Ozone Layer Protection and Export Controls Section
Chemical Production Division
Environment Canada
351 St. Joseph Boulevard, 11th Floor
Gatineau, QC K1A 0H3
Fax: (819) 994-5030
E-mail: OzoneProtectionPrograms@ec.gc.ca

Please contact Ms. Dominique Dore by e-mail at OzoneProtectionPrograms@ec.gc.ca or by phone at 819-994-4034, if you have questions regarding this consultation.

Once all comments have been reviewed and considered, the revised code will be published in the Canada Gazette, Part I and will replace the current Environmental Code of Practice for Elimination of Fluorocarbon Emissions from Refrigeration and Air Conditioning Systems.

Guide for the Implementation of a Halocarbon Recovery Program for Domestic Appliances

Environment Canada has a guide that will help municipalities implement a recovery program for halocarbon contained in domestic appliances. The Guide features a nine-step process to develop a halocarbon recovery program. The guide also provides:

  • general information on halocarbons;
  • a summary of provincial and territorial regulations concerning the recovery of halocarbons from domestic appliances;
  • a list a various persons that could be contacted during the implementation of the programs;
  • a series of various private sector resources; and
  • the name and phone number of contacts who can provide information specific to your region.

Designed primarily for municipalities responsible for disposing discarded home appliances that contain halocarbons, the guide may also be of interest to organizations and institutions that wish to recover halocarbons from similar appliances.

Access the Guide in PDFhere

Environmental Performance Agreement on Production of Hydrochlorofluorocarbons in Canada

The purpose of this Agreement is to set environmental performance objectives for the production of hydrochlorofluorocarbons (HCFCs) in Canada, in support of the Montreal Protocol respecting ozone-depleting substances.
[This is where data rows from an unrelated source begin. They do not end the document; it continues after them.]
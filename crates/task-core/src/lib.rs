//! In-memory task management.
//!
//! [`TaskService`] owns a [`TaskStorage`] and is the usual entry point. The
//! [`query`] functions work on any sequence of tasks and can be used on
//! their own.

pub mod error;
pub mod models;
pub mod query;
pub mod record;
pub mod service;
pub mod storage;
pub mod validators;

pub use error::{TaskError, TaskResult};
pub use models::{today, Priority, Recurrence, Status, Task, TaskBuilder, TaskId, TaskStats};
pub use record::{FieldValue, TaskRecord};
pub use service::{CompletionStats, TaskDraft, TaskService};
pub use storage::{TaskPatch, TaskStorage};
Proposed Extended Producer Responsibility Regulations for Managing End-of-Life Ozone-Depleting Substances (ODSs) and their Halocarbon Alternatives

Environment Canada is considering drafting Extended Producer Responsibility Regulations for ozone-depleting substances (CFCs and HCFCs) and their halocarbon alternatives (HFCs and PFCs) when used as refrigerants.  These substances are controlled at the front end of their life-cycle - generally up to their recovery in end-of-life equipment - and the proposed regulations will close the loop up to their end-of-life.  Unless new initiatives are put in place for the sound management of these refrigerants, especially when they become surplus/unwanted, most of the Canadian inventory will ultimately be released to the environment, thus contributing both to the depletion of the ozone layer and climate change.  These proposed regulations are intended to prevent the release of these substances into the atmosphere, having benefits for the ozone layer and for the climate as all of these substances are potent greenhouse gases.